EXERCISE DIRECTIONS - When the line containing "positive Y downward." appears in the data below, begin copying there and stop only after the line containing "at the edges.".

·····

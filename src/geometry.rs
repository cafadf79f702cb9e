//! Core geometry types for layout
//!
//! All units are CSS pixels. The coordinate system has its origin at the
//! top-left corner: positive X extends to the right, positive Y downward.
//!
//! Flexbox works in logical main/cross coordinates that depend on the
//! container's `flex-direction` and the text direction. [`FlexAxes`]
//! captures that mapping once per container so the rest of the layout code
//! can work in main/cross terms and convert back at the edges.

use crate::style::types::{Direction, FlexDirection};

/// A 2D point in CSS pixel space
///
/// # Examples
///
/// ```
/// use flexlay::geometry::Point;
///
/// let p = Point::new(10.0, 20.0);
/// assert_eq!(p.x, 10.0);
/// assert_eq!(Point::ZERO, Point::new(0.0, 0.0));
/// ```
#[derive(Debug, Clone, Copy, PartialEq, Default)]
#[cfg_attr(feature = "serde", derive(serde::Serialize, serde::Deserialize))]
pub struct Point {
  /// X coordinate (increases to the right)
  pub x: f32,
  /// Y coordinate (increases downward)
  pub y: f32,
}

impl Point {
  /// The origin (0, 0)
  pub const ZERO: Self = Self { x: 0.0, y: 0.0 };

  /// Creates a new point at the given coordinates
  pub const fn new(x: f32, y: f32) -> Self {
    Self { x, y }
  }

  /// Translates this point by another point's coordinates
  pub fn translate(self, other: Point) -> Self {
    Self {
      x: self.x + other.x,
      y: self.y + other.y,
    }
  }
}

/// A 2D size in CSS pixels
///
/// # Examples
///
/// ```
/// use flexlay::geometry::Size;
///
/// let size = Size::new(100.0, 50.0);
/// assert_eq!(size.width, 100.0);
/// assert_eq!(size.height, 50.0);
/// ```
#[derive(Debug, Clone, Copy, PartialEq, Default)]
#[cfg_attr(feature = "serde", derive(serde::Serialize, serde::Deserialize))]
pub struct Size {
  /// Width (horizontal extent)
  pub width: f32,
  /// Height (vertical extent)
  pub height: f32,
}

impl Size {
  /// A size with zero width and height
  pub const ZERO: Self = Self {
    width: 0.0,
    height: 0.0,
  };

  /// Creates a new size with the given dimensions
  pub const fn new(width: f32, height: f32) -> Self {
    Self { width, height }
  }
}

/// Per-edge offsets for margin, padding, and border widths
///
/// Follows the CSS box model convention: top, right, bottom, left.
///
/// # Examples
///
/// ```
/// use flexlay::geometry::EdgeOffsets;
///
/// let padding = EdgeOffsets::all(10.0);
/// assert_eq!(padding.horizontal(), 20.0);
/// assert_eq!(padding.vertical(), 20.0);
/// ```
#[derive(Debug, Clone, Copy, PartialEq, Default)]
#[cfg_attr(feature = "serde", derive(serde::Serialize, serde::Deserialize))]
pub struct EdgeOffsets {
  /// Top edge offset
  pub top: f32,
  /// Right edge offset
  pub right: f32,
  /// Bottom edge offset
  pub bottom: f32,
  /// Left edge offset
  pub left: f32,
}

impl EdgeOffsets {
  /// Zero offsets on all sides
  pub const ZERO: Self = Self {
    top: 0.0,
    right: 0.0,
    bottom: 0.0,
    left: 0.0,
  };

  /// Creates edge offsets with the same value on all sides
  pub const fn all(value: f32) -> Self {
    Self {
      top: value,
      right: value,
      bottom: value,
      left: value,
    }
  }

  /// Creates edge offsets with individual values for each side
  pub const fn new(top: f32, right: f32, bottom: f32, left: f32) -> Self {
    Self {
      top,
      right,
      bottom,
      left,
    }
  }

  /// Returns the sum of the left and right offsets
  pub fn horizontal(self) -> f32 {
    self.left + self.right
  }

  /// Returns the sum of the top and bottom offsets
  pub fn vertical(self) -> f32 {
    self.top + self.bottom
  }

  /// Sums this offset with another, edge by edge
  pub fn add(self, other: EdgeOffsets) -> EdgeOffsets {
    EdgeOffsets {
      top: self.top + other.top,
      right: self.right + other.right,
      bottom: self.bottom + other.bottom,
      left: self.left + other.left,
    }
  }
}

/// The main/cross axis mapping for one flex container
///
/// Derived from the container's `flex-direction` and the text direction
/// passed to layout. `main_reversed` answers "does the main axis run
/// against the physical left-to-right / top-to-bottom direction?", which
/// folds `row-reverse`/`column-reverse` together with RTL text.
///
/// # Examples
///
/// ```
/// use flexlay::geometry::{FlexAxes, Size};
/// use flexlay::style::types::{Direction, FlexDirection};
///
/// let axes = FlexAxes::new(FlexDirection::Row, Direction::Ltr);
/// assert!(axes.main_horizontal());
/// assert_eq!(axes.main(Size::new(100.0, 50.0)), 100.0);
/// assert_eq!(axes.cross(Size::new(100.0, 50.0)), 50.0);
///
/// let rtl = FlexAxes::new(FlexDirection::Row, Direction::Rtl);
/// assert!(rtl.main_reversed());
/// ```
#[derive(Debug, Clone, Copy, PartialEq, Eq)]
pub struct FlexAxes {
  main_horizontal: bool,
  main_reversed: bool,
  cross_reversed: bool,
}

impl FlexAxes {
  /// Resolves the axis mapping for a container
  pub fn new(flex_direction: FlexDirection, direction: Direction) -> Self {
    let main_horizontal = flex_direction.is_row();
    let mut main_reversed = flex_direction.is_reverse();
    let rtl = direction == Direction::Rtl;
    // RTL flips the physical direction of a horizontal main axis; for a
    // vertical main axis it flips the (horizontal) cross axis instead.
    if main_horizontal && rtl {
      main_reversed = !main_reversed;
    }
    Self {
      main_horizontal,
      main_reversed,
      cross_reversed: !main_horizontal && rtl,
    }
  }

  /// Returns true when the main axis is horizontal (row direction)
  pub fn main_horizontal(self) -> bool {
    self.main_horizontal
  }

  /// Returns true when items flow against the physical axis direction
  pub fn main_reversed(self) -> bool {
    self.main_reversed
  }

  /// Returns true when the cross axis runs against its physical direction
  pub fn cross_reversed(self) -> bool {
    self.cross_reversed
  }

  /// Extracts the main-axis component of a size
  pub fn main(self, size: Size) -> f32 {
    if self.main_horizontal {
      size.width
    } else {
      size.height
    }
  }

  /// Extracts the cross-axis component of a size
  pub fn cross(self, size: Size) -> f32 {
    if self.main_horizontal {
      size.height
    } else {
      size.width
    }
  }

  /// Builds a size from main/cross components
  pub fn pack(self, main: f32, cross: f32) -> Size {
    if self.main_horizontal {
      Size::new(main, cross)
    } else {
      Size::new(cross, main)
    }
  }

  /// Sum of the main-axis edges of an offset set (e.g. horizontal margins
  /// for a row container)
  pub fn main_sum(self, edges: EdgeOffsets) -> f32 {
    if self.main_horizontal {
      edges.horizontal()
    } else {
      edges.vertical()
    }
  }

  /// Sum of the cross-axis edges of an offset set
  pub fn cross_sum(self, edges: EdgeOffsets) -> f32 {
    if self.main_horizontal {
      edges.vertical()
    } else {
      edges.horizontal()
    }
  }

  /// Physical leading edge of the main axis (ignoring reversal)
  pub fn main_start(self, edges: EdgeOffsets) -> f32 {
    if self.main_horizontal {
      edges.left
    } else {
      edges.top
    }
  }

  /// Physical trailing edge of the main axis (ignoring reversal)
  pub fn main_end(self, edges: EdgeOffsets) -> f32 {
    if self.main_horizontal {
      edges.right
    } else {
      edges.bottom
    }
  }

  /// Physical leading edge of the cross axis
  pub fn cross_start(self, edges: EdgeOffsets) -> f32 {
    if self.main_horizontal {
      edges.top
    } else {
      edges.left
    }
  }

  /// Physical trailing edge of the cross axis
  pub fn cross_end(self, edges: EdgeOffsets) -> f32 {
    if self.main_horizontal {
      edges.bottom
    } else {
      edges.right
    }
  }

  /// Logical leading edge of the main axis, honoring reversal
  ///
  /// For a reversed main axis the flow starts at the physical trailing
  /// edge, so the leading margin is `main_end`.
  pub fn main_leading(self, edges: EdgeOffsets) -> f32 {
    if self.main_reversed {
      self.main_end(edges)
    } else {
      self.main_start(edges)
    }
  }

  /// Logical trailing edge of the main axis, honoring reversal
  pub fn main_trailing(self, edges: EdgeOffsets) -> f32 {
    if self.main_reversed {
      self.main_start(edges)
    } else {
      self.main_end(edges)
    }
  }

  /// Logical leading edge of the cross axis, honoring reversal
  pub fn cross_leading(self, edges: EdgeOffsets) -> f32 {
    if self.cross_reversed {
      self.cross_end(edges)
    } else {
      self.cross_start(edges)
    }
  }

  /// Logical trailing edge of the cross axis, honoring reversal
  pub fn cross_trailing(self, edges: EdgeOffsets) -> f32 {
    if self.cross_reversed {
      self.cross_start(edges)
    } else {
      self.cross_end(edges)
    }
  }

  /// Builds a physical point from main/cross offsets
  pub fn point(self, main: f32, cross: f32) -> Point {
    if self.main_horizontal {
      Point::new(main, cross)
    } else {
      Point::new(cross, main)
    }
  }
}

·····

REPLY -
//! top-left corner: positive X extends to the right, positive Y downward.
//!
//! Flexbox works in logical main/cross coordinates that depend on the
//! container's `flex-direction` and the text direction. [`FlexAxes`]
//! captures that mapping once per container so the rest of the layout code
//! can work in main/cross terms and convert back at the edges.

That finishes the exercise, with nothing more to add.